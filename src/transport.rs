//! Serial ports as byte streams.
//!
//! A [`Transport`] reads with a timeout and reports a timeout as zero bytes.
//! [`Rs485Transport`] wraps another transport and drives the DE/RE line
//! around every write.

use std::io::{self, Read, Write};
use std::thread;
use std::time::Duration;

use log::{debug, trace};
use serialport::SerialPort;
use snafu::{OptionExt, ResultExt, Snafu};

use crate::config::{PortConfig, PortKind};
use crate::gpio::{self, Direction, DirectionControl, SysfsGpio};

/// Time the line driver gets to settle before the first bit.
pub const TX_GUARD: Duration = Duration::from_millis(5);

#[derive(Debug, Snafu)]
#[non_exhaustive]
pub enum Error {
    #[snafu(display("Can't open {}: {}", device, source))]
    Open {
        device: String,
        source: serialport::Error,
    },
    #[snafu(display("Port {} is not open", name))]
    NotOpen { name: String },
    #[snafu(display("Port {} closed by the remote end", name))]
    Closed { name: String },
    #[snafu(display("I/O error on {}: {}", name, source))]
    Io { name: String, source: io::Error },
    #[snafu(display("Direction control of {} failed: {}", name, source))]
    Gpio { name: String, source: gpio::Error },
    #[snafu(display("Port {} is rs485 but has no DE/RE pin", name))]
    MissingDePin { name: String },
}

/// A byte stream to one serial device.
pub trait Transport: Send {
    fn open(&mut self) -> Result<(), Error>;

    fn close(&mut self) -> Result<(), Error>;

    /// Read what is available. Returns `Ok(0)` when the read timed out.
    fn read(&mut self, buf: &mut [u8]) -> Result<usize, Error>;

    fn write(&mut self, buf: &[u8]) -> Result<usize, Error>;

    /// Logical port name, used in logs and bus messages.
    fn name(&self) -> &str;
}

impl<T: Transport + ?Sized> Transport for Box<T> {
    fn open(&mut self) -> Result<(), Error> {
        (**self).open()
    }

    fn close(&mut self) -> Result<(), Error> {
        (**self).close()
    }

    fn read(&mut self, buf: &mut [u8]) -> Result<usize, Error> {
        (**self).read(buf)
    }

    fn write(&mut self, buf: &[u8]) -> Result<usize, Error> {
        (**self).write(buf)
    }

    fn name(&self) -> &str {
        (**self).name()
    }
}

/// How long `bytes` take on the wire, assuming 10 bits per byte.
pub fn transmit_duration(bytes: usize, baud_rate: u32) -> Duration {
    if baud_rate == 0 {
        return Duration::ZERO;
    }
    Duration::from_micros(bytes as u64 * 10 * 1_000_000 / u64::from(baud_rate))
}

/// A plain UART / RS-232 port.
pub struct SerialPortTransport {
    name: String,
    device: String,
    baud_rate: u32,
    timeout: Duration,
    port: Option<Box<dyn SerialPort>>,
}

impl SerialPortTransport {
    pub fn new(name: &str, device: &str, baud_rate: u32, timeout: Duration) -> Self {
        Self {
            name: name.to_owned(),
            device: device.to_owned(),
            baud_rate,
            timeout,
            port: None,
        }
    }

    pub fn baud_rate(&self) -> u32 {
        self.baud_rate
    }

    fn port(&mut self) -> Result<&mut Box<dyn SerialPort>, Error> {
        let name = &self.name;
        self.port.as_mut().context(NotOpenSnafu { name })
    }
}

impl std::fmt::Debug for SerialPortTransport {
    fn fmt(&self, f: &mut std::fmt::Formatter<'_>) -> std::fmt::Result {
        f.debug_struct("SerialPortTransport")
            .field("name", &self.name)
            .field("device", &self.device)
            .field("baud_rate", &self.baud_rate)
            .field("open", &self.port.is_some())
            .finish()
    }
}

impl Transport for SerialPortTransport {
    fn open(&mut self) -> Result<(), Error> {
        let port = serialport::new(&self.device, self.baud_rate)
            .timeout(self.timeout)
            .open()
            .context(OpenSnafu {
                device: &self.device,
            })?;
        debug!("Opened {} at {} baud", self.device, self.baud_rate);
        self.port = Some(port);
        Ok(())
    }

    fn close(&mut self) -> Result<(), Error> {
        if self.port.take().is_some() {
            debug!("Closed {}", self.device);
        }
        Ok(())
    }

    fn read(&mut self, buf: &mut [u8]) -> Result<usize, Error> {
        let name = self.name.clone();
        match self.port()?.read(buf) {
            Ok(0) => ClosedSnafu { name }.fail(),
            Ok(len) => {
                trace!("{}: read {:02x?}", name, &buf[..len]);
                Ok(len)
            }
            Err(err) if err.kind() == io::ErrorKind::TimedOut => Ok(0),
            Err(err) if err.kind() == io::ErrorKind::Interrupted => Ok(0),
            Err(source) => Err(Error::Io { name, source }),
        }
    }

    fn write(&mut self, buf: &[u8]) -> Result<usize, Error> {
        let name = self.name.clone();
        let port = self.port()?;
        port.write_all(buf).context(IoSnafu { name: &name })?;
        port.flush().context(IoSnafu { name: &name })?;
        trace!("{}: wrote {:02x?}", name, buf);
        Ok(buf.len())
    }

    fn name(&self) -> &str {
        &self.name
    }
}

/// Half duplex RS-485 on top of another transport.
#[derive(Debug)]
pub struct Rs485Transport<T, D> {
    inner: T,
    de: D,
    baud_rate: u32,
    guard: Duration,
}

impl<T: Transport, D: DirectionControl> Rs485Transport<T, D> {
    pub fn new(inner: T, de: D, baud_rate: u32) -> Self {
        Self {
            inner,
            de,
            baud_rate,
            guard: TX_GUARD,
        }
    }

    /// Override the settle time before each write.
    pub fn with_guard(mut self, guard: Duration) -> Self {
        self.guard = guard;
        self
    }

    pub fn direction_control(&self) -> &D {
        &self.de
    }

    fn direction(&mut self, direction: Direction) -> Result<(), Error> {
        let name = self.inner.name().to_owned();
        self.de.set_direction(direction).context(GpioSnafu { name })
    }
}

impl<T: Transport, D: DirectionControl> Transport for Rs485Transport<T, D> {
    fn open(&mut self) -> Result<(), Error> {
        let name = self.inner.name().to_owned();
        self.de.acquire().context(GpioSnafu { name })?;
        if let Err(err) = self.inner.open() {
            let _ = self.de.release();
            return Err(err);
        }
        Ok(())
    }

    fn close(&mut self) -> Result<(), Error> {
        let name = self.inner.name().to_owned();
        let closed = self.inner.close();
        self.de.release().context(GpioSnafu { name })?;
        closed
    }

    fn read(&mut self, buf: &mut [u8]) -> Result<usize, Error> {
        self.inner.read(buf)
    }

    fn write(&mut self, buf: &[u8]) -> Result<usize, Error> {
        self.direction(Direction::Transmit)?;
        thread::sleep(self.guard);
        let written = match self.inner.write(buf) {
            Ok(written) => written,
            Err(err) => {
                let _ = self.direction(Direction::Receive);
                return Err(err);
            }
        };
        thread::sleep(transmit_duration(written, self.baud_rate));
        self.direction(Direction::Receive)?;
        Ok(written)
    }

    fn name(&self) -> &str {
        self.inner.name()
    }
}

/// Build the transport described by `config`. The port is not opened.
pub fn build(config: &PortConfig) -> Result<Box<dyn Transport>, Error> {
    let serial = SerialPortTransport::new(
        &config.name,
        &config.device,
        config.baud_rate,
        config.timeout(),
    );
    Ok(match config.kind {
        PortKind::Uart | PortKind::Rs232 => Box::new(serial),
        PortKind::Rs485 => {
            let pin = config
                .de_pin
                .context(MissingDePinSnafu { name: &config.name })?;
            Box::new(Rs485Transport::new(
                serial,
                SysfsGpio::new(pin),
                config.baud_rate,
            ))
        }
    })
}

------------------------------------------------------------------------

The full set of data above must come back exactly as written.

## Written response
filename src/transport.rs
//! Serial ports as byte streams.
//!
//! A [`Transport`] reads with a timeout and reports a timeout as zero bytes.
//! [`Rs485Transport`] wraps another transport and drives the DE/RE line
//! around every write.

use std::io::{self, Read, Write};
use std::thread;
use std::time::Duration;

use log::{debug, trace};
use serialport::SerialPort;
use snafu::{OptionExt, ResultExt, Snafu};

use crate::config::{PortConfig, PortKind};
use crate::gpio::{self, Direction, DirectionControl, SysfsGpio};

/// Time the line driver gets to settle before the first bit.
pub const TX_GUARD: Duration = Duration::from_millis(5);

#[derive(Debug, Snafu)]
#[non_exhaustive]
pub enum Error {
    #[snafu(display("Can't open {}: {}", device, source))]
    Open {
        device: String,
        source: serialport::Error,
    },
    #[snafu(display("Port {} is not open", name))]
    NotOpen { name: String },
    #[snafu(display("Port {} closed by the remote end", name))]
    Closed { name: String },
    #[snafu(display("I/O error on {}: {}", name, source))]
    Io { name: String, source: io::Error },
    #[snafu(display("Direction control of {} failed: {}", name, source))]
    Gpio { name: String, source: gpio::Error },
    #[snafu(display("Port {} is rs485 but has no DE/RE pin", name))]
    MissingDePin { name: String },
}

/// A byte stream to one serial device.
pub trait Transport: Send {
    fn open(&mut self) -> Result<(), Error>;

    fn close(&mut self) -> Result<(), Error>;

    /// Read what is available. Returns `Ok(0)` when the read timed out.
    fn read(&mut self, buf: &mut [u8]) -> Result<usize, Error>;

    fn write(&mut self, buf: &[u8]) -> Result<usize, Error>;

    /// Logical port name, used in logs and bus messages.
    fn name(&self) -> &str;
}

impl<T: Transport + ?Sized> Transport for Box<T> {
    fn open(&mut self) -> Result<(), Error> {
        (**self).open()
    }

    fn close(&mut self) -> Result<(), Error> {
        (**self).close()
    }

    fn read(&mut self, buf: &mut [u8]) -> Result<usize, Error> {
        (**self).read(buf)
    }

    fn write(&mut self, buf: &[u8]) -> Result<usize, Error> {
        (**self).write(buf)
    }

    fn name(&self) -> &str {
        (**self).name()
    }
}

/// How long `bytes` take on the wire, assuming 10 bits per byte.
pub fn transmit_duration(bytes: usize, baud_rate: u32) -> Duration {
    if baud_rate == 0 {
        return Duration::ZERO;
    }
    Duration::from_micros(bytes as u64 * 10 * 1_000_000 / u64::from(baud_rate))
}

/// A plain UART / RS-232 port.
pub struct SerialPortTransport {
    name: String,
    device: String,
    baud_rate: u32,
    timeout: Duration,
    port: Option<Box<dyn SerialPort>>,
}

impl SerialPortTransport {
    pub fn new(name: &str, device: &str, baud_rate: u32, timeout: Duration) -> Self {
        Self {
            name: name.to_owned(),
            device: device.to_owned(),
            baud_rate,
            timeout,
            port: None,
        }
    }

    pub fn baud_rate(&self) -> u32 {
        self.baud_rate
    }

    fn port(&mut self) -> Result<&mut Box<dyn SerialPort>, Error> {
        let name = &self.name;
        self.port.as_mut().context(NotOpenSnafu { name })
    }
}

impl std::fmt::Debug for SerialPortTransport {
    fn fmt(&self, f: &mut std::fmt::Formatter<'_>) -> std::fmt::Result {
        f.debug_struct("SerialPortTransport")
            .field("name", &self.name)
            .field("device", &self.device)
            .field("baud_rate", &self.baud_rate)
            .field("open", &self.port.is_some())
            .finish()
    }
}

impl Transport for SerialPortTransport {
    fn open(&mut self) -> Result<(), Error> {
        let port = serialport::new(&self.device, self.baud_rate)
            .timeout(self.timeout)
            .open()
            .context(OpenSnafu {
                device: &self.device,
            })?;
        debug!("Opened {} at {} baud", self.device, self.baud_rate);
        self.port = Some(port);
        Ok(())
    }

    fn close(&mut self) -> Result<(), Error> {
        if self.port.take().is_some() {
            debug!("Closed {}", self.device);
        }
        Ok(())
    }

    fn read(&mut self, buf: &mut [u8]) -> Result<usize, Error> {
        let name = self.name.clone();
        match self.port()?.read(buf) {
            Ok(0) => ClosedSnafu { name }.fail(),
            Ok(len) => {
                trace!("{}: read {:02x?}", name, &buf[..len]);
                Ok(len)
            }
            Err(err) if err.kind() == io::ErrorKind::TimedOut => Ok(0),
            Err(err) if err.kind() == io::ErrorKind::Interrupted => Ok(0),
            Err(source) => Err(Error::Io { name, source }),
        }
    }

    fn write(&mut self, buf: &[u8]) -> Result<usize, Error> {
        let name = self.name.clone();
        let port = self.port()?;
        port.write_all(buf).context(IoSnafu { name: &name })?;
        port.flush().context(IoSnafu { name: &name })?;
        trace!("{}: wrote {:02x?}", name, buf);
        Ok(buf.len())
    }

    fn name(&self) -> &str {
        &self.name
    }
}

/// Half duplex RS-485 on top of another transport.
#[derive(Debug)]
pub struct Rs485Transport<T, D> {
    inner: T,
    de: D,
    baud_rate: u32,
    guard: Duration,
}

impl<T: Transport, D: DirectionControl> Rs485Transport<T, D> {
    pub fn new(inner: T, de: D, baud_rate: u32) -> Self {
        Self {
            inner,
            de,
            baud_rate,
            guard: TX_GUARD,
        }
    }

    /// Override the settle time before each write.
    pub fn with_guard(mut self, guard: Duration) -> Self {
        self.guard = guard;
        self
    }

    pub fn direction_control(&self) -> &D {
        &self.de
    }

    fn direction(&mut self, direction: Direction) -> Result<(), Error> {
        let name = self.inner.name().to_owned();
        self.de.set_direction(direction).context(GpioSnafu { name })
    }
}

impl<T: Transport, D: DirectionControl> Transport for Rs485Transport<T, D> {
    fn open(&mut self) -> Result<(), Error> {
        let name = self.inner.name().to_owned();
        self.de.acquire().context(GpioSnafu { name })?;
        if let Err(err) = self.inner.open() {
            let _ = self.de.release();
            return Err(err);
        }
        Ok(())
    }

    fn close(&mut self) -> Result<(), Error> {
        let name = self.inner.name().to_owned();
        let closed = self.inner.close();
        self.de.release().context(GpioSnafu { name })?;
        closed
    }

    fn read(&mut self, buf: &mut [u8]) -> Result<usize, Error> {
        self.inner.read(buf)
    }

    fn write(&mut self, buf: &[u8]) -> Result<usize, Error> {
        self.direction(Direction::Transmit)?;
        thread::sleep(self.guard);
        let written = match self.inner.write(buf) {
            Ok(written) => written,
            Err(err) => {
                let _ = self.direction(Direction::Receive);
                return Err(err);
            }
        };
        thread::sleep(transmit_duration(written, self.baud_rate));
        self.direction(Direction::Receive)?;
        Ok(written)
    }

    fn name(&self) -> &str {
        self.inner.name()
    }
}

/// Build the transport described by `config`. The port is not opened.
pub fn build(config: &PortConfig) -> Result<Box<dyn Transport>, Error> {
    let serial = SerialPortTransport::new(
        &config.name,
        &config.device,
        config.baud_rate,
        config.timeout(),
    );
    Ok(match config.kind {
        PortKind::Uart | PortKind::Rs232 => Box::new(serial),
        PortKind::Rs485 => {
            let pin = config
                .de_pin
                .context(MissingDePinSnafu { name: &config.name })?;
            Box::new(Rs485Transport::new(
                serial,
                SysfsGpio::new(pin),
                config.baud_rate,
            ))
        }
    })
}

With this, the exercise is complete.